Task prompt: Search the entries for lines that contain the word "HttpClient", and report each one found.

Input records:
Segment Open
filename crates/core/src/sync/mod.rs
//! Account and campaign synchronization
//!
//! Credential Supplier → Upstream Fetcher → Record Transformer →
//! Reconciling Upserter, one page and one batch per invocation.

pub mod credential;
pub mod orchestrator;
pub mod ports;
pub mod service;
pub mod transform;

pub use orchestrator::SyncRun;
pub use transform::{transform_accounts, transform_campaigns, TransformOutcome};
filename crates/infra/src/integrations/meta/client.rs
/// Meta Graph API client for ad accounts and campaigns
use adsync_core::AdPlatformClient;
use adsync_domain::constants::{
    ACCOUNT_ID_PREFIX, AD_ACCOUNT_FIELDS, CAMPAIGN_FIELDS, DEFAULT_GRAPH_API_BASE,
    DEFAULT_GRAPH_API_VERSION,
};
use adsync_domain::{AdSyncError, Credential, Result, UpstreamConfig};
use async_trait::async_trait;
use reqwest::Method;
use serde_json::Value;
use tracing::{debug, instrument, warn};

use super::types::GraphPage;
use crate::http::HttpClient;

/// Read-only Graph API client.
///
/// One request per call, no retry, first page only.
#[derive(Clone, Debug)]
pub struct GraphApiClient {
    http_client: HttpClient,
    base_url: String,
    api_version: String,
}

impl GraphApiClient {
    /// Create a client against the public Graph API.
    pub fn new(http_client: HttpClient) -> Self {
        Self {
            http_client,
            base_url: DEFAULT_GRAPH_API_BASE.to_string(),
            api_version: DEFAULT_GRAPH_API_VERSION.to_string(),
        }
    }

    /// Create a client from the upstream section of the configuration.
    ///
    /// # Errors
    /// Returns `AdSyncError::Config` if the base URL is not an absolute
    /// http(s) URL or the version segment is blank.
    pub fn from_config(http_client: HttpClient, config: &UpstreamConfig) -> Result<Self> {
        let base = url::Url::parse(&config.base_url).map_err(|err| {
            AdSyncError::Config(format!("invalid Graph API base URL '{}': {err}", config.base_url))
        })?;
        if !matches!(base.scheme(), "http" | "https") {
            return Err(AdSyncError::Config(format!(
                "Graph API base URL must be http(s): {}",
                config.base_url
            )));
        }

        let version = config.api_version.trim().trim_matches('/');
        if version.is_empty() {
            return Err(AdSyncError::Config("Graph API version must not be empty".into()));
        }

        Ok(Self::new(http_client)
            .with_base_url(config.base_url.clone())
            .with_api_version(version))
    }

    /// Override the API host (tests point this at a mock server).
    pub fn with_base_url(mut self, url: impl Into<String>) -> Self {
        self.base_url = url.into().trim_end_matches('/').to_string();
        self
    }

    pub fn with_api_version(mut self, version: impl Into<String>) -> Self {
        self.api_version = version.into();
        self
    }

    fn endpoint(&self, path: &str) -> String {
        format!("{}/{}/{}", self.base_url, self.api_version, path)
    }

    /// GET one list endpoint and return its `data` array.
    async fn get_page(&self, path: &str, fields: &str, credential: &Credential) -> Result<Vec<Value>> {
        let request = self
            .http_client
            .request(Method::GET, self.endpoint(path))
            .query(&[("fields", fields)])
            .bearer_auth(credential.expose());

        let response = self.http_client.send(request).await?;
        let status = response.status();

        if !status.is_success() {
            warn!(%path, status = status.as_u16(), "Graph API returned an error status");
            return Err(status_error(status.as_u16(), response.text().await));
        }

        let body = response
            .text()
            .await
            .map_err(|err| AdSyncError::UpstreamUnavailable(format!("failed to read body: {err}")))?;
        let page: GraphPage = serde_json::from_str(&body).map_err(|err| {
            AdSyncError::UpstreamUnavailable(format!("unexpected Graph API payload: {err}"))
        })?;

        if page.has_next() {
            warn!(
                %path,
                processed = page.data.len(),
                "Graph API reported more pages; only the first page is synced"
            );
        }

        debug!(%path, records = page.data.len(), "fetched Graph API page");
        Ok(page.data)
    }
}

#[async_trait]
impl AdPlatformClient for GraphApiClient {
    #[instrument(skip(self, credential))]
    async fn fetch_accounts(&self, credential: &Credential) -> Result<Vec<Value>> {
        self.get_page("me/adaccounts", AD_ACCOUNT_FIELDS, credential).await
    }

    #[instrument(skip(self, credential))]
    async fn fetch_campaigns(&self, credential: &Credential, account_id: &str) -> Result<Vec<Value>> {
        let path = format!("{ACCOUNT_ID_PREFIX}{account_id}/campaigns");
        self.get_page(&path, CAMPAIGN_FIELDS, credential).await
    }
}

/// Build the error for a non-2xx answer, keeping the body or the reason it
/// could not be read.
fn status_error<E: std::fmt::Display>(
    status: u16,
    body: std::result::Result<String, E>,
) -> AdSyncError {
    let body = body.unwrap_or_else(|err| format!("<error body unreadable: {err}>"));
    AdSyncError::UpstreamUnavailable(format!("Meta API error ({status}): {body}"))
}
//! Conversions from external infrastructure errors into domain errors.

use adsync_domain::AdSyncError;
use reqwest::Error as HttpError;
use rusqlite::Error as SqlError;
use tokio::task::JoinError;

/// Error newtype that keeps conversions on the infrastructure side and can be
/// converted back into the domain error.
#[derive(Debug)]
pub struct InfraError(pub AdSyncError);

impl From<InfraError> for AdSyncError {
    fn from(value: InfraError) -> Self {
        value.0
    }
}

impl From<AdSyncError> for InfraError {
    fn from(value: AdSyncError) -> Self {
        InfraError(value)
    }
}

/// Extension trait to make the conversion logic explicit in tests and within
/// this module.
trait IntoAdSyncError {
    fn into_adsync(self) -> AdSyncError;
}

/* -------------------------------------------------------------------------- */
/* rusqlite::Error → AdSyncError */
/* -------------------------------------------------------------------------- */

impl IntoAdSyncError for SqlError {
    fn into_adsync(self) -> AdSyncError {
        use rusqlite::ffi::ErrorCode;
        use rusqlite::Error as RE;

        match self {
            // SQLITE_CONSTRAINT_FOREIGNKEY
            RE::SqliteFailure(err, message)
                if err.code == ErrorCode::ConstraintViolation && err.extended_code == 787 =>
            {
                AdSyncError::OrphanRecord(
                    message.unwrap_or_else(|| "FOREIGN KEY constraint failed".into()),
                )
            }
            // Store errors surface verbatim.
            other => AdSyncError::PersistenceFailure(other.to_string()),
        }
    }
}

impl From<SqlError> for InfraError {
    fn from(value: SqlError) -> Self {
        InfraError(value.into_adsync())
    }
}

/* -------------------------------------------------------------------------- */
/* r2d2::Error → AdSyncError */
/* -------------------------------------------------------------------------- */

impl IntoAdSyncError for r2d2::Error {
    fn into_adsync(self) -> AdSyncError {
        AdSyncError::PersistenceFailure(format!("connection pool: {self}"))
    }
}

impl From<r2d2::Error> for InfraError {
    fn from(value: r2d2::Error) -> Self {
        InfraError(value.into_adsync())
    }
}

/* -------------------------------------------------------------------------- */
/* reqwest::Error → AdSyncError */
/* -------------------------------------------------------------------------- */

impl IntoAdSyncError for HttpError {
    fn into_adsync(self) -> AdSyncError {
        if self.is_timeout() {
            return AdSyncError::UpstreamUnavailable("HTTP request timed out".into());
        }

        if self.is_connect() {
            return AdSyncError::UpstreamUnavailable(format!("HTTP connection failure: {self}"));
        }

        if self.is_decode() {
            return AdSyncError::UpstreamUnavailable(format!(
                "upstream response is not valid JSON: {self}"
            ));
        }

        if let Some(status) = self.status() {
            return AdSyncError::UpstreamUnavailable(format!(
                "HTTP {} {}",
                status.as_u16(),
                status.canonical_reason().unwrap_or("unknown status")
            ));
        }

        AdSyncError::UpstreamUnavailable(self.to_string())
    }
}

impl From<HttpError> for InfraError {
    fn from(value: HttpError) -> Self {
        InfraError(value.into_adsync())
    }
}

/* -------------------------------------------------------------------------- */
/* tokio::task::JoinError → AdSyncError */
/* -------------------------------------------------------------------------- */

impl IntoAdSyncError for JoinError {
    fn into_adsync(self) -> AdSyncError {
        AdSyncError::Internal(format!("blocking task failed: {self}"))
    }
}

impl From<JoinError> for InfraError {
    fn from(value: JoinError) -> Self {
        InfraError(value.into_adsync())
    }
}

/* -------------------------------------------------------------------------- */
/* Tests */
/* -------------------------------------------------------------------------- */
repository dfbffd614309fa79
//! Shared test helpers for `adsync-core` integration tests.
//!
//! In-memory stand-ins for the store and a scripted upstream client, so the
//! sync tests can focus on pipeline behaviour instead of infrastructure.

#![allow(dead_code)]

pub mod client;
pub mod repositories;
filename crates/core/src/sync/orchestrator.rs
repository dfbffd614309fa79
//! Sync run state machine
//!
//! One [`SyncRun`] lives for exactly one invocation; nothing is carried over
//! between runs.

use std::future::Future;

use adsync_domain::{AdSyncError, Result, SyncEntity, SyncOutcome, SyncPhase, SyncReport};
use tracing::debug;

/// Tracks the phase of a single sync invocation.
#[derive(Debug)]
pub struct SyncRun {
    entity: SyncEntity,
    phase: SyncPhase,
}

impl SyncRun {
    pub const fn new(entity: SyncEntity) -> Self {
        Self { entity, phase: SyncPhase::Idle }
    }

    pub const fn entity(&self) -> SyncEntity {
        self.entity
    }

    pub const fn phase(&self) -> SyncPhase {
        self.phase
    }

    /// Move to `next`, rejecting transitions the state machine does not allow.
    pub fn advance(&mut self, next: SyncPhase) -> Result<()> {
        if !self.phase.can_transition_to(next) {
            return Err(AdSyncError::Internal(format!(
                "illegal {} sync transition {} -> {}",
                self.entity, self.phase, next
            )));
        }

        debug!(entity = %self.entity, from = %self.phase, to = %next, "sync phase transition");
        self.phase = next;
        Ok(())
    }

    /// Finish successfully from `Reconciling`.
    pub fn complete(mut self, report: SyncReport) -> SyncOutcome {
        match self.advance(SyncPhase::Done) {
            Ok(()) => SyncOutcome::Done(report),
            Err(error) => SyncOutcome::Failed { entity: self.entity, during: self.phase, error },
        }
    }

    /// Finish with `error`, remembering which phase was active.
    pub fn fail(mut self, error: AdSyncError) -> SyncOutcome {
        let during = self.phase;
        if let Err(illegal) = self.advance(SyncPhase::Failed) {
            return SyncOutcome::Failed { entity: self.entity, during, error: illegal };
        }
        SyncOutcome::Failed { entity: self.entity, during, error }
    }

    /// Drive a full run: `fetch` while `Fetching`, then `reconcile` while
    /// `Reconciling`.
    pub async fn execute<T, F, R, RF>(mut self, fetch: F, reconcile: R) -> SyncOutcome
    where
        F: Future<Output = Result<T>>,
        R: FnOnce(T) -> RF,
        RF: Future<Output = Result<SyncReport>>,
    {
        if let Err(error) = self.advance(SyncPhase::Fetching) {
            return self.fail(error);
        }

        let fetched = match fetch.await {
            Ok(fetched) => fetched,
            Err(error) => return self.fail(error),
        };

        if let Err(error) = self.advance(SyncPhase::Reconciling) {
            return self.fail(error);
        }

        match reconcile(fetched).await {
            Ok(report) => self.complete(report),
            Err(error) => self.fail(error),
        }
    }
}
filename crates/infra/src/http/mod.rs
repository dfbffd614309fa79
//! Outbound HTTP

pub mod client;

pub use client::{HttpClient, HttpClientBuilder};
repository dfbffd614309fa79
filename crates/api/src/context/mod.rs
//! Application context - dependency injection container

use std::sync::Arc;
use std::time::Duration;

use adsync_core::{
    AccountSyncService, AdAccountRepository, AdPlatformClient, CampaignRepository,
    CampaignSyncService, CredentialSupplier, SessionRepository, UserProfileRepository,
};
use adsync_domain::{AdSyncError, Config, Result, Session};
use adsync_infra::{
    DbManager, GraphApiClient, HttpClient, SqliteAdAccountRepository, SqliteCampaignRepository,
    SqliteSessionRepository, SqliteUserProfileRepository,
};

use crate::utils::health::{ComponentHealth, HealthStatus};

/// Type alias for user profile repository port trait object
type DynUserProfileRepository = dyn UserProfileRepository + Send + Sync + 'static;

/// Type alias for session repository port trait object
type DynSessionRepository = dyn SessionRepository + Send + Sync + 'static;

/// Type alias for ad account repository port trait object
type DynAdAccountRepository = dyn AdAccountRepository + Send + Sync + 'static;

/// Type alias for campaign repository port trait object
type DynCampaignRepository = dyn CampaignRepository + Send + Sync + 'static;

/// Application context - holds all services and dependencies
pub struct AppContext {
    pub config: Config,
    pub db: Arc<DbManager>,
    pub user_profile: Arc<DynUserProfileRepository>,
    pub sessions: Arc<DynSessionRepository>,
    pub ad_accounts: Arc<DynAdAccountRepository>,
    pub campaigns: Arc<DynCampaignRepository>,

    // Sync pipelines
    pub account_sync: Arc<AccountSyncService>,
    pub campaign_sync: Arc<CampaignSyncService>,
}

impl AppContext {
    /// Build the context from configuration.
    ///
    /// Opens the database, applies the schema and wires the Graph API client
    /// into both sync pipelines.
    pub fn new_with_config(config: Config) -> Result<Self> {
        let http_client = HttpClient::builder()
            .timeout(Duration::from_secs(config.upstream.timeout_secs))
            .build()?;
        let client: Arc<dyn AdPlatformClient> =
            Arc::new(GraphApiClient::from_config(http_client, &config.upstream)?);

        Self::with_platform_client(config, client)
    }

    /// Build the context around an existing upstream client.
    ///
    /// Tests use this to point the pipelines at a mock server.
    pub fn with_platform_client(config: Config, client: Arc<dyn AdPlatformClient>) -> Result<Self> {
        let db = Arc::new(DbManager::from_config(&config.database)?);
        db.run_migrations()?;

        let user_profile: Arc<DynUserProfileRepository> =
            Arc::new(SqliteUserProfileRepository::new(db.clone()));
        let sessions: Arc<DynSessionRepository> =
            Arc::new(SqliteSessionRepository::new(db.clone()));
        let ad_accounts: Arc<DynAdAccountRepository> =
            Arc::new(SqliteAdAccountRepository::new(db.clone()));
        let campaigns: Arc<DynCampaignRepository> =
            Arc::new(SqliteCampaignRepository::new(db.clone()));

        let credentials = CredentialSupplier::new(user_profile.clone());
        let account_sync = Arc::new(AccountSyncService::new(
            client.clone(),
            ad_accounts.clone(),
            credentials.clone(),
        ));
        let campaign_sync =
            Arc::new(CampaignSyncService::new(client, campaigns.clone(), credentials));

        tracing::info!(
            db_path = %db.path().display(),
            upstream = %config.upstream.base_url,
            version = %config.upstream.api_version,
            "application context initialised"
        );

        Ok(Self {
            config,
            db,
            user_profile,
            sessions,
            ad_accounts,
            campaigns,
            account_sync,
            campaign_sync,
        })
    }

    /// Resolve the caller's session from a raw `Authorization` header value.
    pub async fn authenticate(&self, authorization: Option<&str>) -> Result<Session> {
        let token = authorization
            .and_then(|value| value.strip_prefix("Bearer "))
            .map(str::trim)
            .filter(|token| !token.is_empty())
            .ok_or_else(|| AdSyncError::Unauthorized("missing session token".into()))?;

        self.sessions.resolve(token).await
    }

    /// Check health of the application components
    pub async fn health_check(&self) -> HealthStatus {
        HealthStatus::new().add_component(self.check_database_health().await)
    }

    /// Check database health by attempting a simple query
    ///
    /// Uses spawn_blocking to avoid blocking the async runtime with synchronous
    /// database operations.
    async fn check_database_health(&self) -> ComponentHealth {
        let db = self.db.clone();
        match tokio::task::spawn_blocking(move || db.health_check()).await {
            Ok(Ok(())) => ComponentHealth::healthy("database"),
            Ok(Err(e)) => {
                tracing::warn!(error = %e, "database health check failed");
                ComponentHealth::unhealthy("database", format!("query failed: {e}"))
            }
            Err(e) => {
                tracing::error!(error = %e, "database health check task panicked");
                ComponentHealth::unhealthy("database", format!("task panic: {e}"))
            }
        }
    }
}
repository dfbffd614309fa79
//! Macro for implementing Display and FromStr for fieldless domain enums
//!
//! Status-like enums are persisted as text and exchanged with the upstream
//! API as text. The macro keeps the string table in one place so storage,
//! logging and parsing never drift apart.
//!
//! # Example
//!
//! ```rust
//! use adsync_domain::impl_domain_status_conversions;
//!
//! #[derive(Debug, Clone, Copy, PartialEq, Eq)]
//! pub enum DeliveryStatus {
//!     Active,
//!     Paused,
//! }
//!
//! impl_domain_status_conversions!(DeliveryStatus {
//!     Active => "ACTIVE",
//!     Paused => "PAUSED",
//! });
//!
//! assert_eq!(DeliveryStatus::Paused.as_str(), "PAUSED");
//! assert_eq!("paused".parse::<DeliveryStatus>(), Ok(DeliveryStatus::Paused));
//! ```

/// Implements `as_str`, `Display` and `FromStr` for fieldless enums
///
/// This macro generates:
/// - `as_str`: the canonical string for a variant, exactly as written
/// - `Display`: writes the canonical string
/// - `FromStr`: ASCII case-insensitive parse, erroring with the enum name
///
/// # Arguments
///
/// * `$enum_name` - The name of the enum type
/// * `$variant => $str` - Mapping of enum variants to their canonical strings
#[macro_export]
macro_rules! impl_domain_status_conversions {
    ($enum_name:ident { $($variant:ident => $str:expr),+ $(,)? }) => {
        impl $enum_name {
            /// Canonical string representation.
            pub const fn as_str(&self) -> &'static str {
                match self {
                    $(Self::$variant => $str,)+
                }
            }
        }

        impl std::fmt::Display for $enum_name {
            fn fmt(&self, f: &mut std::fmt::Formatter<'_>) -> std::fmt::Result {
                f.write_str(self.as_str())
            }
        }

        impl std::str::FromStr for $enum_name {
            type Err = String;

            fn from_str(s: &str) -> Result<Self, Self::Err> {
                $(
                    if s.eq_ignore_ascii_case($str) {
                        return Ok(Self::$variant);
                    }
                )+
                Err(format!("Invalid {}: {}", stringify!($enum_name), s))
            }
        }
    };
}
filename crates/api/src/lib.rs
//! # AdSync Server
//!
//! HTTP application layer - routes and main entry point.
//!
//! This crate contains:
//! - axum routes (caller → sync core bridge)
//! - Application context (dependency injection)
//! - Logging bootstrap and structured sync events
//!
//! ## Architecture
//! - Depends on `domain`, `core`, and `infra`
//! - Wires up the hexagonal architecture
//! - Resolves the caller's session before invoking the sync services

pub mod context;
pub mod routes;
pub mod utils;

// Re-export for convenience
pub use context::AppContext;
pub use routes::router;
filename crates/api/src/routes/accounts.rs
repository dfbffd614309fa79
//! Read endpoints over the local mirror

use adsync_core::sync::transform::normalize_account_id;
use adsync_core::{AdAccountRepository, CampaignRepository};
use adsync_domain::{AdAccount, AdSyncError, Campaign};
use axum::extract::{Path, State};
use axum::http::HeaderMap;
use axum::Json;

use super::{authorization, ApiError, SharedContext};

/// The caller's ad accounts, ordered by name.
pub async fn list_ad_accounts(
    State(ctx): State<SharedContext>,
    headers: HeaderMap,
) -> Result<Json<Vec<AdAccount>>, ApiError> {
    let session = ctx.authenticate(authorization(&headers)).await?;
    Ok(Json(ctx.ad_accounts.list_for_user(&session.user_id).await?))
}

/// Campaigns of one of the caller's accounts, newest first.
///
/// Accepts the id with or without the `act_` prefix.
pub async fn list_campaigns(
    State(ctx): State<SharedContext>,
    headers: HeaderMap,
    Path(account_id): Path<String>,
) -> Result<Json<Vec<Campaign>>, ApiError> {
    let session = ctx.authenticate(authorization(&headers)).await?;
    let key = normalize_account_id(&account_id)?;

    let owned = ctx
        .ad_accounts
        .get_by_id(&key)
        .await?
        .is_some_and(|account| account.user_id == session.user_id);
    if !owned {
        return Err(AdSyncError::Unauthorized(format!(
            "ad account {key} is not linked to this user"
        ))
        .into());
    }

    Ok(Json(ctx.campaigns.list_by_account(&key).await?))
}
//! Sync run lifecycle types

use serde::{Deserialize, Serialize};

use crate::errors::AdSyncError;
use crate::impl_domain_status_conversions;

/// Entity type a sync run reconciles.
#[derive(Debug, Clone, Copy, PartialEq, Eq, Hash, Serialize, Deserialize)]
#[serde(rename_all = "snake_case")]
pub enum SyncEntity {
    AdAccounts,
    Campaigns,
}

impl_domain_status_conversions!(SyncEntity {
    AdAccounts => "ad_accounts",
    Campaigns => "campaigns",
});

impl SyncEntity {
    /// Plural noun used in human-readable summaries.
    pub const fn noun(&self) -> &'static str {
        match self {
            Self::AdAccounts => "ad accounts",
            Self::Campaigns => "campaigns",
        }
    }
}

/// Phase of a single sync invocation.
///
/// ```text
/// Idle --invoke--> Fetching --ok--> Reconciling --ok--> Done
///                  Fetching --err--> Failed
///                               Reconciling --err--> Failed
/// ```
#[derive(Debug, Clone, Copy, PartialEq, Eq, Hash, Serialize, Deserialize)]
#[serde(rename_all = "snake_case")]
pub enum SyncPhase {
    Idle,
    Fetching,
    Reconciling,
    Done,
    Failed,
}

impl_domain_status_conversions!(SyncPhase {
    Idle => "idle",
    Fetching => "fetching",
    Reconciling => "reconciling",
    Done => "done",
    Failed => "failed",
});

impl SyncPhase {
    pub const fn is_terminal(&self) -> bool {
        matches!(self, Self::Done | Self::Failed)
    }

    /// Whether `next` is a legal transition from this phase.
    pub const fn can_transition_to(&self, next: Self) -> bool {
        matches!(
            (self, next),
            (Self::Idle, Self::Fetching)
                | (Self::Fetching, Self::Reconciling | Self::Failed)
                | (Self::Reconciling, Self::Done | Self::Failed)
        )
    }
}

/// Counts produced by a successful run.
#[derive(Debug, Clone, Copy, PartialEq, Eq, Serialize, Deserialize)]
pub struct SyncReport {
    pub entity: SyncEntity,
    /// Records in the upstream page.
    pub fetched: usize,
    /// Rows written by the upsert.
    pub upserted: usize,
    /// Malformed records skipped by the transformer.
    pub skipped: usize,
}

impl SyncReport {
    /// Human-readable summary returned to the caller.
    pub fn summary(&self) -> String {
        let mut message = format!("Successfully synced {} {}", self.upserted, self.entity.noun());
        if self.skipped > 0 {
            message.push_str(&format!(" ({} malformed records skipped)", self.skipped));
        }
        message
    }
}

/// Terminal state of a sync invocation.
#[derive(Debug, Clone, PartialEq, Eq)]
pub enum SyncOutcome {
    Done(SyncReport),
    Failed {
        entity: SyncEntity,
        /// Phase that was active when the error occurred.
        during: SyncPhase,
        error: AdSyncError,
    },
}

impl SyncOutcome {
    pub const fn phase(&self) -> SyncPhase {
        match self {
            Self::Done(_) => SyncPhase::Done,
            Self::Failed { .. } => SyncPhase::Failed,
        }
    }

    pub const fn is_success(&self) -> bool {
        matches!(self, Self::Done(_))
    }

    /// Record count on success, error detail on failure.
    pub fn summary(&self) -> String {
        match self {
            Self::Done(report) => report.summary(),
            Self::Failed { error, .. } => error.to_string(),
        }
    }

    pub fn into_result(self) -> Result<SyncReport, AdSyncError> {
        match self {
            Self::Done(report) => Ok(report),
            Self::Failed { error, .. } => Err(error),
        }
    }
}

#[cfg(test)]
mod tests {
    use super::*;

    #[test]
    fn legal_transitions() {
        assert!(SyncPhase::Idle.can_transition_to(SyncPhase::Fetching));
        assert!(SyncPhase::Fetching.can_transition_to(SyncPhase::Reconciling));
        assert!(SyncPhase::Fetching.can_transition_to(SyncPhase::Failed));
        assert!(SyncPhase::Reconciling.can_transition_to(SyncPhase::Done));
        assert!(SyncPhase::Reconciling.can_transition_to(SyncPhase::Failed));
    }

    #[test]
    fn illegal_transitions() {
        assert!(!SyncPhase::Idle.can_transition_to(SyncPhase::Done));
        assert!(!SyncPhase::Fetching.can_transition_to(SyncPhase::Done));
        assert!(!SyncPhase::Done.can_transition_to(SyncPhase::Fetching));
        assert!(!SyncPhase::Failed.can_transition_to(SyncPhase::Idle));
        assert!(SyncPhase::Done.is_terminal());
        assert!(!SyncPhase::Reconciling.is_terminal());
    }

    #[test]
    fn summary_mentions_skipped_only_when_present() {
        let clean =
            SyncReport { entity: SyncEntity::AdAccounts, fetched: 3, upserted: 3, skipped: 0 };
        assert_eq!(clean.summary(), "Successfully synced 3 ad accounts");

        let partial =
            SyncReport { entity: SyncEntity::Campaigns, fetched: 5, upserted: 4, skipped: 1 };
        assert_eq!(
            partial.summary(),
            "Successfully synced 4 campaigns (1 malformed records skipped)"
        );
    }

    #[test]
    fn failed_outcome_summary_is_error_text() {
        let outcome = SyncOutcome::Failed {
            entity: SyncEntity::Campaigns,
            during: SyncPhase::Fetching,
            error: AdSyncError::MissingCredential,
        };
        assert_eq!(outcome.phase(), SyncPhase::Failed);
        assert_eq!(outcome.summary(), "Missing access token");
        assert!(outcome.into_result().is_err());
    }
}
Segment Closed
Response to the task:
use crate::http::HttpClient;
    http_client: HttpClient,
    pub fn new(http_client: HttpClient) -> Self {
    pub fn from_config(http_client: HttpClient, config: &UpstreamConfig) -> Result<Self> {
pub use client::{HttpClient, HttpClientBuilder};
    DbManager, GraphApiClient, HttpClient, SqliteAdAccountRepository, SqliteCampaignRepository,
        let http_client = HttpClient::builder()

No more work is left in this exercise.